Euro-corridors are presented as a priority in the implementation of the Guiding Principles on account of the perceived (but not necessarily proven) association with economic development. Importantly (para. 61) states that the investment in Euro-corridors should take account of the ‘needs of environmental protection’. It goes on to say:

 

“Major transport projects should not therefore be undertaken without assessing their direct and indirect impact. Structural planning measures must be introduced to reduce any negative effects and highlight their positive impact at local and regional level.
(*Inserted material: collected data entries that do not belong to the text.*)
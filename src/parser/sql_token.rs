#[derive(Debug, Clone, Copy, PartialEq, Eq)]
pub enum TokenKind {
    Word,
    /// `"name"` or `` `name` ``
    QuotedIdentifier,
    /// `'text'`, with `''` as the escaped quote
    StringLiteral,
    Number,
    Punct,
    Whitespace,
    LineComment,
    BlockComment,
    /// `/*+ ... */` optimizer hint
    Hint,
}

#[derive(Debug, Clone, PartialEq, Eq)]
pub struct SqlToken {
    pub kind: TokenKind,
    pub text: String,
    /// char offset of the first char in the source text
    pub start: usize,
}

impl SqlToken {
    pub fn new(kind: TokenKind, text: String, start: usize) -> Self {
        Self { kind, text, start }
    }

    /// Whitespace and comments: tokens that never carry meaning for matching.
    pub fn is_trivia(&self) -> bool {
        matches!(
            self.kind,
            TokenKind::Whitespace | TokenKind::LineComment | TokenKind::BlockComment | TokenKind::Hint
        )
    }

    pub fn is_word(&self) -> bool {
        self.kind == TokenKind::Word
    }

    pub fn is_keyword(&self, keyword: &str) -> bool {
        self.kind == TokenKind::Word && self.text.eq_ignore_ascii_case(keyword)
    }

    pub fn is_any_keyword(&self, keywords: &[&str]) -> bool {
        self.kind == TokenKind::Word && keywords.iter().any(|k| self.text.eq_ignore_ascii_case(k))
    }

    pub fn is_punct(&self, ch: char) -> bool {
        self.kind == TokenKind::Punct && self.text.len() == ch.len_utf8() && self.text.starts_with(ch)
    }

    /// Identifier text without its quoting, lower-cased.
    pub fn identifier_key(&self) -> String {
        match self.kind {
            TokenKind::QuotedIdentifier => {
                let mut chars = self.text.chars();
                let open = chars.next();
                let inner = chars.as_str();
                let inner = match open {
                    Some('[') => inner.strip_suffix(']').unwrap_or(inner),
                    Some(q) => inner.strip_suffix(q).unwrap_or(inner),
                    None => inner,
                };
                inner.to_lowercase()
            }
            _ => self.text.to_lowercase(),
        }
    }
}
pub mod normalized_cell;
pub use normalized_cell::*;

pub mod normalized_result_set;
pub use normalized_result_set::*;

pub mod result_normalizer;
pub use result_normalizer::*;
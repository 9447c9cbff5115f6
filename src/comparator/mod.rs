pub mod helpers;
pub use helpers::*;

pub mod comparison;
pub use comparison::*;

pub mod tolerant_comparator;
pub use tolerant_comparator::*;

pub mod clause_checks;
pub use clause_checks::*;
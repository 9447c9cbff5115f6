use std::future::Future;

use serde::{Deserialize, Serialize};

use crate::engine::{EngineError, ResultSet};

/// What one `execute` call hands back.
#[derive(Debug, Clone, Default, PartialEq)]
pub struct QueryOutput {
    pub result_set: ResultSet,
    /// Engine-side handle for a later `lookup_stats`, when the engine has one.
    pub execution_id: Option<String>,
}

impl QueryOutput {
    pub fn new(result_set: ResultSet) -> Self {
        Self { result_set, execution_id: None }
    }

    pub fn with_execution_id(mut self, execution_id: impl Into<String>) -> Self {
        self.execution_id = Some(execution_id.into());
        self
    }
}

impl From<ResultSet> for QueryOutput {
    fn from(result_set: ResultSet) -> Self {
        Self::new(result_set)
    }
}

/// Engine-reported timing for a finished execution.
#[derive(Debug, Clone, Copy, PartialEq, Serialize, Deserialize)]
pub struct ExecutionStats {
    pub execution_time_ms: f64,
    pub rows_produced: u64,
}

/// A live connection to one SQL engine, owned by the caller.
///
/// Only `execute` is required. Engines without a query history, result
/// cache or cache directive keep the defaults.
pub trait EngineConnection: Send + Sync {
    /// Label used in reports and logs.
    fn name(&self) -> &str;

    fn execute(&self, query: &str) -> impl Future<Output = Result<QueryOutput, EngineError>> + Send;

    /// Server-side timing for `execution_id`; `Ok(None)` when the engine
    /// keeps no such record.
    fn lookup_stats(
        &self,
        _execution_id: &str,
    ) -> impl Future<Output = Result<Option<ExecutionStats>, EngineError>> + Send {
        async { Ok(None) }
    }

    /// Best-effort session switch that turns off result caching.
    fn disable_result_cache(&self) -> impl Future<Output = Result<(), EngineError>> + Send {
        async { Ok(()) }
    }

    /// Injects a per-query no-cache directive.
    fn apply_cache_bypass(&self, query: &str) -> String {
        query.to_string()
    }
}
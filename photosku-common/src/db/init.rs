//! Database initialization
//!
//! Opens (or creates) the SQLite database and brings the schema up to date:
//! - Automatic database creation on first run
//! - Idempotent `CREATE TABLE IF NOT EXISTS` for every entity table
//! - Versioned migrations for databases created by older releases

use crate::Result;
use sqlx::{sqlite::SqlitePoolOptions, SqlitePool};
use std::path::Path;
use tracing::info;

/// SQLite busy timeout applied to every pool
const BUSY_TIMEOUT_MS: u32 = 5000;

/// Initialize database connection and create tables if needed
pub async fn init_database(db_path: &Path) -> Result<SqlitePool> {
    let newly_created = !db_path.exists();

    // Create parent directory if it doesn't exist
    if let Some(parent) = db_path.parent() {
        if !parent.as_os_str().is_empty() {
            std::fs::create_dir_all(parent)?;
        }
    }

    let db_url = format!("sqlite://{}?mode=rwc", db_path.display());
    let pool = SqlitePoolOptions::new()
        .max_connections(10)
        .min_connections(1)
        .connect(&db_url)
        .await?;

    if newly_created {
        info!("Initialized new database: {}", db_path.display());
    } else {
        info!("Opened existing database: {}", db_path.display());
    }

    // Enable WAL mode so search reads don't block tag writes
    sqlx::query("PRAGMA journal_mode = WAL")
        .execute(&pool)
        .await?;

    prepare_schema(&pool).await?;

    Ok(pool)
}

/// Initialize a private in-memory database with the full schema
///
/// Uses a single connection: every `sqlite::memory:` connection is its own
/// database, so a larger pool would see empty tables.
pub async fn init_memory_database() -> Result<SqlitePool> {
    let pool = SqlitePoolOptions::new()
        .max_connections(1)
        .min_connections(1)
        .idle_timeout(None)
        .max_lifetime(None)
        .connect("sqlite::memory:")
        .await?;

    prepare_schema(&pool).await?;

    Ok(pool)
}

async fn prepare_schema(pool: &SqlitePool) -> Result<()> {
    sqlx::query("PRAGMA foreign_keys = ON")
        .execute(pool)
        .await?;

    let pragma_sql = format!("PRAGMA busy_timeout = {}", BUSY_TIMEOUT_MS);
    sqlx::query(&pragma_sql).execute(pool).await?;

    // Idempotent - safe to call on every startup
    create_schema_version_table(pool).await?;
    create_users_table(pool).await?;
    create_photos_table(pool).await?;
    create_article_numbers_table(pool).await?;
    create_photo_articles_table(pool).await?;

    crate::db::migrations::run_migrations(pool).await?;

    Ok(())
}

async fn create_schema_version_table(pool: &SqlitePool) -> Result<()> {
    sqlx::query(
        r#"
        CREATE TABLE IF NOT EXISTS schema_version (
            version INTEGER PRIMARY KEY,
            applied_at TIMESTAMP NOT NULL DEFAULT CURRENT_TIMESTAMP
        )
        "#,
    )
    .execute(pool)
    .await?;

    Ok(())
}

/// Create the users table
///
/// One row per chat identity. `conversation_state` holds the persisted
/// session mode (`idle`, `uploading`, `searching`).
pub async fn create_users_table(pool: &SqlitePool) -> Result<()> {
    sqlx::query(
        r#"
        CREATE TABLE IF NOT EXISTS users (
            guid TEXT PRIMARY KEY,
            external_id INTEGER NOT NULL UNIQUE,
            username TEXT NOT NULL DEFAULT '',
            first_name TEXT NOT NULL DEFAULT '',
            last_name TEXT NOT NULL DEFAULT '',
            language_code TEXT NOT NULL DEFAULT '',
            is_bot INTEGER NOT NULL DEFAULT 0,
            conversation_state TEXT NOT NULL DEFAULT 'idle',
            created_at TIMESTAMP NOT NULL DEFAULT CURRENT_TIMESTAMP,
            updated_at TIMESTAMP NOT NULL DEFAULT CURRENT_TIMESTAMP
        )
        "#,
    )
    .execute(pool)
    .await?;

    Ok(())
}

/// Create the photos table
pub async fn create_photos_table(pool: &SqlitePool) -> Result<()> {
    sqlx::query(
        r#"
        CREATE TABLE IF NOT EXISTS photos (
            guid TEXT PRIMARY KEY,
            owner_id TEXT NOT NULL REFERENCES users(guid),
            object_key TEXT NOT NULL UNIQUE,
            apply_state TEXT NOT NULL DEFAULT 'pending'
                CHECK (apply_state IN ('pending', 'applied')),
            created_at TIMESTAMP NOT NULL DEFAULT CURRENT_TIMESTAMP,
            updated_at TIMESTAMP NOT NULL DEFAULT CURRENT_TIMESTAMP
        )
        "#,
    )
    .execute(pool)
    .await?;

    sqlx::query("CREATE INDEX IF NOT EXISTS idx_photos_owner_state ON photos(owner_id, apply_state)")
        .execute(pool)
        .await?;

    Ok(())
}

/// Create the article_numbers table
///
/// `number` is the canonical display string and is unique.
pub async fn create_article_numbers_table(pool: &SqlitePool) -> Result<()> {
    sqlx::query(
        r#"
        CREATE TABLE IF NOT EXISTS article_numbers (
            guid TEXT PRIMARY KEY,
            number TEXT NOT NULL UNIQUE,
            created_at TIMESTAMP NOT NULL DEFAULT CURRENT_TIMESTAMP
        )
        "#,
    )
    .execute(pool)
    .await?;

    Ok(())
}

/// Create the photo_articles join table
///
/// `seq` records association creation order; captions list article numbers
/// in that order.
pub async fn create_photo_articles_table(pool: &SqlitePool) -> Result<()> {
    sqlx::query(
        r#"
        CREATE TABLE IF NOT EXISTS photo_articles (
            seq INTEGER PRIMARY KEY AUTOINCREMENT,
            photo_id TEXT NOT NULL REFERENCES photos(guid) ON DELETE CASCADE,
            article_id TEXT NOT NULL REFERENCES article_numbers(guid) ON DELETE CASCADE,
            created_at TIMESTAMP NOT NULL DEFAULT CURRENT_TIMESTAMP,
            UNIQUE (photo_id, article_id)
        )
        "#,
    )
    .execute(pool)
    .await?;

    sqlx::query("CREATE INDEX IF NOT EXISTS idx_photo_articles_article ON photo_articles(article_id)")
        .execute(pool)
        .await?;

    Ok(())
}
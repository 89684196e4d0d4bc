//! Persistence contracts
//!
//! The engines only ever talk to these two traits:
//! - [`EntityStore`] holds users, photos, article numbers and their associations
//! - [`ObjectStore`] holds photo bytes under opaque string keys
//!
//! Each implementation provides its own single-write atomicity; nothing here
//! spans a transaction across calls.

use async_trait::async_trait;
use photosku_common::db::{
    ApplyState, ArticleNumber, ConversationState, ExternalId, Photo, PhotoUpdate, User,
    UserProfile, UserUpdate,
};
use photosku_common::Result;
use tracing::debug;
use uuid::Uuid;

pub mod memory;
pub mod object;
pub mod sqlite;

pub use memory::{MemoryEntityStore, MemoryObjectStore};
pub use object::FilesystemObjectStore;
pub use sqlite::SqliteEntityStore;

/// Relational storage for the conversational core
#[async_trait]
pub trait EntityStore: Send + Sync {
    async fn get_user_by_external_id(&self, external_id: ExternalId) -> Result<Option<User>>;

    /// Insert a new `Idle` user or refresh the profile of an existing one.
    ///
    /// Never touches `conversation_state` of an existing row.
    async fn upsert_user(&self, external_id: ExternalId, profile: &UserProfile) -> Result<User>;

    /// Apply a typed partial update. `NotFound` if the user doesn't exist.
    async fn update_user(&self, user_id: Uuid, update: UserUpdate) -> Result<()>;

    async fn set_user_conversation_state(
        &self,
        user_id: Uuid,
        state: ConversationState,
    ) -> Result<()> {
        self.update_user(user_id, UserUpdate::state(state)).await
    }

    async fn create_photo(&self, photo: &Photo) -> Result<()>;

    /// Apply a typed partial update. `NotFound` if the photo doesn't exist.
    async fn update_photo(&self, photo_id: Uuid, update: PhotoUpdate) -> Result<()>;

    async fn set_photo_apply_state(&self, photo_id: Uuid, state: ApplyState) -> Result<()> {
        self.update_photo(photo_id, PhotoUpdate::apply_state(state)).await
    }

    /// Pending photos owned by the user, oldest first
    async fn list_pending_photos_for_user(&self, owner_id: Uuid) -> Result<Vec<Photo>>;

    /// Delete a photo and its associations. Deleting a missing photo is a no-op.
    async fn delete_photo(&self, photo_id: Uuid) -> Result<()>;

    async fn get_photo(&self, photo_id: Uuid) -> Result<Option<Photo>>;

    async fn get_article_by_name(&self, number: &str) -> Result<Option<ArticleNumber>>;

    /// Create an article number. Fails if `number` already exists.
    async fn create_article(&self, number: &str) -> Result<ArticleNumber>;

    /// Look up `number`, creating it when absent.
    ///
    /// A failed create (typically a unique violation from a concurrent
    /// insert) is resolved by re-reading; only if that still finds nothing is
    /// the create error returned.
    async fn get_or_create_article(&self, number: &str) -> Result<ArticleNumber> {
        if let Some(article) = self.get_article_by_name(number).await? {
            return Ok(article);
        }

        match self.create_article(number).await {
            Ok(article) => Ok(article),
            Err(create_err) => match self.get_article_by_name(number).await? {
                Some(article) => {
                    debug!(number = %number, "Article created concurrently, using existing row");
                    Ok(article)
                }
                None => Err(create_err),
            },
        }
    }

    /// Link a photo to an article number. Linking twice is a no-op.
    async fn add_association(&self, photo_id: Uuid, article_id: Uuid) -> Result<()>;

    async fn remove_association(&self, photo_id: Uuid, article_id: Uuid) -> Result<()>;

    /// Photos associated with the article, in association order
    async fn list_photos_for_article(&self, article_id: Uuid) -> Result<Vec<Photo>>;

    /// Article numbers associated with the photo, in association order
    async fn list_articles_for_photo(&self, photo_id: Uuid) -> Result<Vec<ArticleNumber>>;
}

/// Binary storage for photo bytes
#[async_trait]
pub trait ObjectStore: Send + Sync {
    async fn put(&self, key: &str, bytes: &[u8]) -> Result<()>;

    /// `NotFound` when nothing is stored under `key`
    async fn get(&self, key: &str) -> Result<Vec<u8>>;

    /// Remove the object. Deleting a missing key succeeds.
    async fn delete(&self, key: &str) -> Result<()>;

    async fn exists(&self, key: &str) -> Result<bool>;
}
//! Profile refresh

use photosku_common::db::User;
use photosku_common::Result;
use tracing::{debug, error};

use super::Catalog;
use crate::transport::ExternalUser;

impl Catalog {
    /// Upsert the sender's profile and return the stored user.
    ///
    /// New users start `Idle`; an existing user's conversation state is left
    /// as it is.
    pub async fn refresh_profile(&self, sender: &ExternalUser) -> Result<User> {
        let user = self
            .entities
            .upsert_user(sender.external_id, &sender.profile)
            .await
            .map_err(|e| {
                error!(external_id = sender.external_id, error = %e, "Failed to refresh user profile");
                e
            })?;

        debug!(
            external_id = user.external_id,
            user_id = %user.id,
            state = %user.conversation_state,
            "Refreshed user profile"
        );
        Ok(user)
    }
}
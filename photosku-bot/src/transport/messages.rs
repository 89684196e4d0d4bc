//! User-facing texts and reply keyboards

use super::Keyboard;

pub const SEARCH_BUTTON: &str = "Search by article 🔎";
pub const ADD_ITEM_BUTTON: &str = "Add item ®️";
pub const HELP_BUTTON: &str = "Help ❓";
pub const SUPPORT_BUTTON: &str = "Support 🆘";
pub const CANCEL_BUTTON: &str = "Cancel";

pub const DEFAULT_SUPPORT_TEXT: &str = "Contact our support team:

Email: support@example.com
Phone: +1 (123) 456-78-90
Telegram: @support_bot";

pub fn main_menu() -> Keyboard {
    Keyboard::new([[SEARCH_BUTTON, ADD_ITEM_BUTTON], [HELP_BUTTON, SUPPORT_BUTTON]])
}

pub fn cancel_menu() -> Keyboard {
    Keyboard::new([[CANCEL_BUTTON]])
}

pub fn greeting(first_name: &str) -> String {
    if first_name.is_empty() {
        "Hello! 👋".to_string()
    } else {
        format!("Hello, {}! 👋", first_name)
    }
}

pub fn help(first_name: &str) -> String {
    let name = if first_name.is_empty() { "there" } else { first_name };
    format!(
        "Hello, {}.

Available commands:
- {} - add item photos tagged with article number(s)
- {} - find an item by its article number
- {} - show this help
- {} - contact support",
        name, ADD_ITEM_BUTTON, SEARCH_BUTTON, HELP_BUTTON, SUPPORT_BUTTON
    )
}

pub const UPLOAD_PROMPT: &str = "Please send all photos of the item, then send the article numbers \
as a separate message or as a photo caption, in the format: article1, article2, ...

Example: 1.2345, 6.7890";

pub const PHOTO_SAVED: &str =
    "Photo saved. Send more photos or a text with the article numbers.";

pub const UPLOAD_EXPECTS_PHOTOS_OR_ARTICLES: &str =
    "Send more photos or a text with the article numbers. Or a photo with a caption.";

pub const EMPTY_ARTICLE_LIST: &str =
    "No article numbers found. Send them separated by commas, for example: 1.2345, 6.7890";

pub const MEDIA_DOWNLOAD_FAILED: &str =
    "Couldn't get the file from Telegram. Please try again.";

pub const NO_PENDING_PHOTOS: &str =
    "There were no new photos to tag. Send photos first, then the article numbers.";

pub fn apply_summary(succeeded: usize, total: usize) -> String {
    let mut text = format!("Saved {} photo(s)!", succeeded);
    if succeeded < total {
        text.push_str(&format!("\nFailed to save {} photo(s).", total - succeeded));
    }
    text
}

pub fn article_resolution_failed(token: &str) -> String {
    format!(
        "Couldn't save article number {}. Please send the article numbers again.",
        token
    )
}

pub fn upload_cancelled(discard_failures: usize) -> String {
    if discard_failures == 0 {
        "Upload cancelled.".to_string()
    } else {
        format!(
            "Upload cancelled. {} photo(s) could not be removed right now.",
            discard_failures
        )
    }
}

/// Cancel removed the photos but the conversation is still uploading
pub fn upload_cancel_incomplete(deleted: usize, discard_failures: usize) -> String {
    let mut text = format!("Removed {} photo(s).", deleted);
    if discard_failures > 0 {
        text.push_str(&format!(" {} photo(s) could not be removed right now.", discard_failures));
    }
    text.push_str("\nCouldn't finish cancelling. Please press Cancel again.");
    text
}

pub const SEARCH_PROMPT: &str = "Please enter the article numbers to search for, separated by commas:";

pub const SEARCH_EXPECTS_TEXT: &str = "Enter the article numbers separated by commas.";

pub fn article_not_found(token: &str) -> String {
    format!("Article {} not found.", token)
}

pub fn no_photos_for_article(token: &str) -> String {
    format!("No photos for article {}.", token)
}

pub fn article_lookup_failed(token: &str) -> String {
    format!("Couldn't search for article {}. Please try again later.", token)
}

pub const SEARCH_FINISHED: &str = "Search finished.";

pub const SEARCH_CANCELLED: &str = "Search cancelled.";

pub const RETRY_PROMPT: &str = "Something went wrong. Please try again.";
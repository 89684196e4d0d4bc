//! Per-user sequential dispatch
//!
//! Each user external id gets its own worker task fed by a bounded mpsc
//! queue, so one user's events are handled strictly in arrival order while
//! different users run in parallel. The routing table sits behind a
//! `std::sync::Mutex` that is never held across an `.await`.
//!
//! Idle workers retire after `worker_idle`. A retiring worker leaves the
//! routing table, closes its queue and drains what was already queued; a
//! send that lands on the closed queue gets its event back and is routed to
//! a fresh worker, which waits for the retiring one to finish first.

use std::collections::HashMap;
use std::sync::atomic::{AtomicUsize, Ordering};
use std::sync::{Arc, Mutex, MutexGuard};
use std::time::Duration;

use photosku_common::config::DispatcherConfig;
use photosku_common::db::ExternalId;
use tokio::sync::{mpsc, oneshot, Notify};
use tracing::{debug, info, warn};

use super::ConversationEngine;
use crate::transport::{InboundEvent, Outbound};

#[derive(Debug, Clone, Copy)]
pub struct DispatcherSettings {
    pub queue_capacity: usize,
    pub worker_idle: Duration,
}

impl Default for DispatcherSettings {
    fn default() -> Self {
        Self::from(&DispatcherConfig::default())
    }
}

impl From<&DispatcherConfig> for DispatcherSettings {
    fn from(config: &DispatcherConfig) -> Self {
        Self {
            queue_capacity: config.queue_capacity.max(1),
            worker_idle: Duration::from_secs(config.worker_idle_secs),
        }
    }
}

struct WorkerSlot {
    generation: u64,
    sender: mpsc::Sender<InboundEvent>,
}

#[derive(Default)]
struct Registry {
    workers: HashMap<ExternalId, WorkerSlot>,
    /// Completion signal of a worker that is draining after retirement
    retiring: HashMap<ExternalId, (u64, oneshot::Receiver<()>)>,
    next_generation: u64,
    closed: bool,
}

struct Inner {
    engine: Arc<ConversationEngine>,
    outbound: Arc<dyn Outbound>,
    settings: DispatcherSettings,
    registry: Mutex<Registry>,
    active: AtomicUsize,
    worker_exited: Notify,
}

impl Inner {
    fn registry(&self) -> MutexGuard<'_, Registry> {
        self.registry
            .lock()
            .unwrap_or_else(|poisoned| poisoned.into_inner())
    }

    async fn process(&self, event: InboundEvent) {
        let external_id = event.user.external_id;
        let replies = self.engine.handle(&event).await;

        for reply in replies {
            if let Err(e) = self.outbound.deliver(external_id, reply).await {
                warn!(external_id, error = %e, "Failed to deliver reply");
            }
        }
    }
}

/// Decrements the live worker count when a worker task ends
struct ActiveWorker(Arc<Inner>);

impl Drop for ActiveWorker {
    fn drop(&mut self) {
        self.0.active.fetch_sub(1, Ordering::SeqCst);
        self.0.worker_exited.notify_waiters();
    }
}

#[derive(Clone)]
pub struct Dispatcher {
    inner: Arc<Inner>,
}

impl Dispatcher {
    pub fn new(
        engine: Arc<ConversationEngine>,
        outbound: Arc<dyn Outbound>,
        settings: DispatcherSettings,
    ) -> Self {
        Self {
            inner: Arc::new(Inner {
                engine,
                outbound,
                settings,
                registry: Mutex::new(Registry::default()),
                active: AtomicUsize::new(0),
                worker_exited: Notify::new(),
            }),
        }
    }

    /// Queue an event on its user's worker.
    ///
    /// Waits only for queue space, not for processing. Events arriving after
    /// [`Dispatcher::shutdown`] are dropped.
    pub async fn dispatch(&self, event: InboundEvent) {
        let external_id = event.user.external_id;
        let mut event = event;

        loop {
            let Some(sender) = self.sender_for(external_id) else {
                warn!(external_id, "Dispatcher is shut down, dropping event");
                return;
            };

            match sender.send(event).await {
                Ok(()) => return,
                Err(mpsc::error::SendError(returned)) => {
                    debug!(external_id, "Worker retired during send, rerouting");
                    event = returned;
                }
            }
        }
    }

    /// Number of live worker tasks
    pub fn active_workers(&self) -> usize {
        self.inner.active.load(Ordering::SeqCst)
    }

    /// Stop accepting events and wait up to `timeout` for every worker to
    /// finish its queue. Returns `false` on timeout.
    pub async fn shutdown(&self, timeout: Duration) -> bool {
        let workers = {
            let mut registry = self.inner.registry();
            registry.closed = true;
            std::mem::take(&mut registry.workers)
        };
        info!("Draining {} dispatcher worker(s)", workers.len());
        drop(workers);

        let drained = async {
            loop {
                let exited = self.inner.worker_exited.notified();
                if self.inner.active.load(Ordering::SeqCst) == 0 {
                    break;
                }
                exited.await;
            }
        };
        tokio::time::timeout(timeout, drained).await.is_ok()
    }

    fn sender_for(&self, external_id: ExternalId) -> Option<mpsc::Sender<InboundEvent>> {
        let mut registry = self.inner.registry();
        if registry.closed {
            return None;
        }

        if let Some(slot) = registry.workers.get(&external_id) {
            if !slot.sender.is_closed() {
                return Some(slot.sender.clone());
            }
        }

        registry.next_generation += 1;
        let generation = registry.next_generation;
        let (sender, receiver) = mpsc::channel(self.inner.settings.queue_capacity);
        let predecessor = registry.retiring.remove(&external_id).map(|(_, done)| done);
        registry.workers.insert(
            external_id,
            WorkerSlot {
                generation,
                sender: sender.clone(),
            },
        );

        self.inner.active.fetch_add(1, Ordering::SeqCst);
        let guard = ActiveWorker(self.inner.clone());
        tokio::spawn(run_worker(guard, external_id, generation, receiver, predecessor));

        Some(sender)
    }
}

async fn run_worker(
    guard: ActiveWorker,
    external_id: ExternalId,
    generation: u64,
    mut receiver: mpsc::Receiver<InboundEvent>,
    predecessor: Option<oneshot::Receiver<()>>,
) {
    let inner = guard.0.clone();
    if let Some(done) = predecessor {
        // Either outcome means the previous worker is gone
        let _ = done.await;
    }
    debug!(external_id, generation, "Worker started");

    loop {
        match tokio::time::timeout(inner.settings.worker_idle, receiver.recv()).await {
            Ok(Some(event)) => inner.process(event).await,
            Ok(None) => break,
            Err(_) => {
                retire(&inner, external_id, generation, &mut receiver).await;
                break;
            }
        }
    }

    debug!(external_id, generation, "Worker stopped");
    drop(guard);
}

async fn retire(
    inner: &Inner,
    external_id: ExternalId,
    generation: u64,
    receiver: &mut mpsc::Receiver<InboundEvent>,
) {
    let done = {
        let mut registry = inner.registry();
        if registry
            .workers
            .get(&external_id)
            .is_some_and(|slot| slot.generation == generation)
        {
            registry.workers.remove(&external_id);
        }
        let (done_tx, done_rx) = oneshot::channel();
        registry.retiring.insert(external_id, (generation, done_rx));
        done_tx
    };

    receiver.close();
    while let Some(event) = receiver.recv().await {
        inner.process(event).await;
    }

    {
        let mut registry = inner.registry();
        if registry
            .retiring
            .get(&external_id)
            .is_some_and(|(retiring, _)| *retiring == generation)
        {
            registry.retiring.remove(&external_id);
        }
    }
    let _ = done.send(());
    debug!(external_id, generation, "Worker retired after idle period");
}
Such measures should include spatial and environmental impact assessments for plans, programmes and projects, the co-ordination of regional and inter regional major infrastructure, large-scale landscape planning, securing protected areas or concentrations of roads, railway lines and navigable waterways in a single corridor.”

 

With respect to transport paragraph 61 is particularly important as it directly relates to one of the main objectives of the Guiding Principles. In relation to the transport network the ten point programme stresses that:

 

“the networks should, if necessary, be reviewed and augmented taking sustainable  development and environmental aspects into account.”

 

In addition to the consideration of transport needs CEMAT recognised the role of enhancing and protecting natural resources and the natural heritage in an integrated spatial planning policy.